Mang Kamar adalah nelayan sungai di Palembang yang masih bertahan. Setiap sore, bersama tiga temannya dia menjaring ikan menggunakan jala sepanjang 50 meter.

Caranya, jala dipegang lalu dibentangkan di sungai, salah satu ujung jala dibawa nelayan menggunakan perahu ketek ke tengah Sungai Musi. Perlahan, mereka menjaring dengan menyusuri tepian Sungai Musi. Setelah 100 meter, mereka menyatukan kembali jaring untuk dinaikkan ke perahu.

Mang Kamar bersama temannya melakukan aktivitas tersebut dari 14 Ulu hingga Sungai Gerong, yang jaraknya berkisar tiga kilometer.

Berapa rata-rata ikan yang didapatkan setiap hari? “Hanya 30-50 kilogram. Cukup untuk membeli minyak perahu dan uang harian keluarga. Jumlahnya memang kecil, tapi inilah yang bisa kami lakukan buat menghidupi keluarga,” kata Mang Kamar.

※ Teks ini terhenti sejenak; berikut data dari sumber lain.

use reqwest::header::HeaderMap;
use reqwest::Method;
use url::Url;

/// One unit of work to fetch
///
/// The depth is the number of derivation hops from the seed request. The
/// scheduler seeds at depth 0 and the analyzer overwrites the depth of every
/// derived request, so a depth set by a parse function is never trusted.
#[derive(Debug, Clone)]
pub struct Request {
    method: Method,
    url: Url,
    headers: HeaderMap,
    depth: u32,
}

impl Request {
    /// Creates a GET request for `url` at depth 0
    pub fn new(url: Url) -> Self {
        Self {
            method: Method::GET,
            url,
            headers: HeaderMap::new(),
            depth: 0,
        }
    }

    /// Parses `url` and creates a GET request for it
    ///
    /// # Example
    ///
    /// ```
    /// use ripple_engine::Request;
    ///
    /// let request = Request::parse("https://example.com/docs").unwrap();
    /// assert_eq!(request.depth(), 0);
    /// assert!(request.valid());
    /// ```
    pub fn parse(url: &str) -> Result<Self, url::ParseError> {
        Ok(Self::new(Url::parse(url)?))
    }

    pub fn with_method(mut self, method: Method) -> Self {
        self.method = method;
        self
    }

    pub fn with_headers(mut self, headers: HeaderMap) -> Self {
        self.headers = headers;
        self
    }

    pub fn with_depth(mut self, depth: u32) -> Self {
        self.depth = depth;
        self
    }

    pub fn method(&self) -> &Method {
        &self.method
    }

    pub fn url(&self) -> &Url {
        &self.url
    }

    pub fn headers(&self) -> &HeaderMap {
        &self.headers
    }

    pub fn depth(&self) -> u32 {
        self.depth
    }

    /// Returns true if the target is a well-formed HTTP(S) URL with a host
    pub fn valid(&self) -> bool {
        matches!(self.url.scheme(), "http" | "https") && self.url.host_str().is_some()
    }
}
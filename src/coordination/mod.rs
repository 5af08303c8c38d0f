//! Concurrency substrate shared by every pipeline stage
//!
//! This module provides:
//! - `IdIssuer`: monotonic ids for pooled entities
//! - `ResourcePool`: fixed-capacity pool with exclusive checkout
//! - `ChannelTransport`: the four bounded queues connecting stages
//! - `StopCoordinator`: cooperative stop flag and acknowledgement ledger

mod channels;
mod id_issuer;
mod pool;
mod stop;

pub use channels::{
    ChannelTransport, QueueHandle, QueueUsage, TransportError, TransportStatus, TransportSummary,
};
pub use id_issuer::IdIssuer;
pub use pool::{Identifiable, PoolError, PoolSummary, ResourcePool};
pub use stop::{StopCoordinator, StopSignal};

Baca: Begini Usaha KKP Selamatkan Ikan Belida Endemik di Sungai Musi. Seperti Apa?

 

Nelayan tradisional yang menggantungkan hidupnya mencari ikan. Foto: Junaidi Hanafiah/Mongabay Indonesia

 

Jenis ikan yang didapatkan pun tidak sebanyak dulu. Setiap hari yang paling dominan adalah jenis seluang dan juaro. “Sulit sekali mendapat ikan baung, lais, udang satang, apalagi belida. Memang kami pernah mendapatkan ikan belida, tapi saat air Sungai Musi meluap dan sekitar muara Sungai Komering, mungkin dari rawa di hulu,” ujarnya.

Berkurangnya ikan di Sungai Musi, Mang Kamar punya opininya sendiri. “Saya juga bingung kenapa ikan di Sungai Musi berkurang, tapi mungkin banyak rawa yang ditimbun. Misalnya, Jakabaring sudah habis rawanya, padahal dulunya sarang ikan. Selain itu, mungkin karena limbah dari pabrik-pabrik di sekitar Sungai Musi ini.”

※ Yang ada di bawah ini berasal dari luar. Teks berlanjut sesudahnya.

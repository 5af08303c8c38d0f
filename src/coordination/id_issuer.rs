use std::sync::{Mutex, PoisonError};

/// Thread-safe monotonic id source
///
/// Ids start at 1. Once `u32::MAX` has been issued, the following call yields
/// `0` and the sequence then restarts from 1. Zero is a legal id that appears
/// exactly once per wraparound; it is never used as a sentinel. Ids are only
/// unique within one unbroken sequence.
#[derive(Debug, Default)]
pub struct IdIssuer {
    state: Mutex<IssuerState>,
}

#[derive(Debug, Default)]
struct IssuerState {
    last: u32,
    exhausted: bool,
}

impl IdIssuer {
    pub fn new() -> Self {
        Self::default()
    }

    /// Creates an issuer whose next id is `last + 1`
    pub fn starting_after(last: u32) -> Self {
        Self {
            state: Mutex::new(IssuerState {
                last,
                exhausted: last == u32::MAX,
            }),
        }
    }

    /// Returns the next id in the sequence
    pub fn next_id(&self) -> u32 {
        let mut state = self.state.lock().unwrap_or_else(PoisonError::into_inner);

        if state.exhausted {
            state.exhausted = false;
            state.last = 0;
            return 0;
        }

        state.last += 1;
        if state.last == u32::MAX {
            state.exhausted = true;
        }
        state.last
    }
}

Upaya menyelamatkan ikan di Sungai Musi, sebenarnya sudah dilakukan Pemerintah Palembang ketika dipimpin Eddy Santana Putra, sekitar 10 tahun lalu. Ratusan ribu bibit ikan ditaburkan di Sungai Musi, seperti patin, nila, dan lainnya. Aksi itu juga diikuti sejumlah perusahaan, yang turut menaburkan bibit ikan di Sungai Musi.

Sebagai informasi, berbagai pabrik dan industri ada yang beraktivitas di tepi Sungai Musi, mulai dari pabrik PT. Pupuk Sriwidjaya, beberapa industri getah karet, Pertamina, hingga dermaga pengisian batubara.

 

Ikan seluang Iyang merupakan salah satu spesies Rasbora spp. Sumber foto: Wikipedia/Creative Commons Attribution-ShareAlike 3.0.

 

Pemancing mengeluh

Warga yang biasa memancing ikan di Sungai Musi juga mengeluhkan berkurangnya jumlah ikan di sungai yang cukup dikenal di masa lalu sebagai jalur transportasi Kerajaan Sriwijaya dan Kesultanan Palembang ini.

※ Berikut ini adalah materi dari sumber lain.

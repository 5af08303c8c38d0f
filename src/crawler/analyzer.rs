use crate::coordination::Identifiable;
use crate::model::{Item, Parsed, Response};
use crate::CrawlError;
use std::sync::Arc;

/// A caller-supplied function turning a response into requests and items
pub type ParseFn<I> =
    Arc<dyn Fn(&Response) -> (Vec<Parsed<I>>, Vec<anyhow::Error>) + Send + Sync>;

/// A pooled worker that runs parse functions against responses
#[derive(Debug)]
pub struct Analyzer {
    id: u32,
}

impl Analyzer {
    pub fn new(id: u32) -> Self {
        Self { id }
    }

    /// Runs every parse function against `response`, in order
    ///
    /// A `None` entry yields an indexed error and is skipped. Every derived
    /// request has its depth recomputed as `response.depth() + 1`, whatever the
    /// parse function set. Items pass through untouched.
    pub fn analyze<I: Item>(
        &self,
        parsers: &[Option<ParseFn<I>>],
        response: &Response,
    ) -> (Vec<Parsed<I>>, Vec<CrawlError>) {
        if parsers.is_empty() {
            return (
                Vec::new(),
                vec![CrawlError::Analyze("no parse functions configured".to_string())],
            );
        }
        if !response.valid() {
            return (
                Vec::new(),
                vec![CrawlError::Analyze(format!(
                    "invalid response from {} (status {})",
                    response.url(),
                    response.status()
                ))],
            );
        }

        let child_depth = response.depth().saturating_add(1);
        let mut values = Vec::new();
        let mut errors = Vec::new();

        for (index, parser) in parsers.iter().enumerate() {
            let Some(parse) = parser else {
                errors.push(CrawlError::Analyze(format!(
                    "parse function at index {} is missing",
                    index
                )));
                continue;
            };

            let (parsed, parse_errors) = parse(response);
            values.extend(parsed.into_iter().map(|value| match value {
                Parsed::Request(request) => Parsed::Request(request.with_depth(child_depth)),
                item => item,
            }));
            errors.extend(parse_errors.into_iter().map(|e| {
                CrawlError::Analyze(format!("{}: {:#}", response.url(), e))
            }));
        }

        tracing::trace!(
            analyzer = self.id,
            values = values.len(),
            errors = errors.len(),
            "analyzed {}",
            response.url()
        );

        (values, errors)
    }
}

impl Identifiable for Analyzer {
    fn id(&self) -> u32 {
        self.id
    }
}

“Sekarang tidak seperti dulu, sudah sulit mendapatkan ikan di Sungai Musi. Kalaupun dapat, mancingnya seharian dan nasib lagi baik,” kata Rudi, warga Plaju.

Oleh karena itu, Rudi dan kawan-kawannya, dalam dua tahun terakhir, setiap akhir pekan pergi mancing ke dusun, misalnya dusun-dusun di Banyuasin atau Ogan Komering Ilir (OKI). “Di dusun pun ikan mulai sulit didapat. Banyak rawa dan lebak ditimbun dijadikan perumahan atau kebun sawit. Pokoknya, mancing hanya menyalurkan hobi, dapat atau tidak tergantung nasib,” ujarnya.

 

Nelayan harus menggunakan jala puluhan meter agar mendapatkan ikan di Sungai Musi. Foto: Taufik Wijaya/Mongabay Indonesia

 

Berkurangnya populasi ikan di Sungai Musi, kata Sutrisman Dinah, jurnalis dan pegiat lingkungan hidup, beberapa waktu lalu, merupakan potret rusaknya daerah aliran sungai (DAS) Sungai Musi.

Sebab, Sungai Musi merupakan muara dari semua sungai besar di Sumatera Selatan, seperti Sungai Ogan, Sungai Komering, Sungai Lematang, dan lainnya. Sungai-sungai itu airnya bukan hanya berasal dari wilayah pegunungan, juga dari daerah rawa gambut tempat berkembangbiaknya ikan-ikan sungai.

“Rusak dan hilangnya rawa gambut di sekitar sungai besar menyebabkan populasi ikan berkurang, termasuk di Sungai Musi,” katanya.

Jika kondisi ini tidak diperbaiki, warga Palembang di masa mendatang mungkin tidak akan lagi melihat atau menikmati ikan-ikan sungai yang telah menyehatkan dan mencerdaskan leluhurnya. “Mereka mungkin hanya senang berfoto di depan patung ikan belido yang ada di Plaza Benteng Kuto Besak,” tandasnya.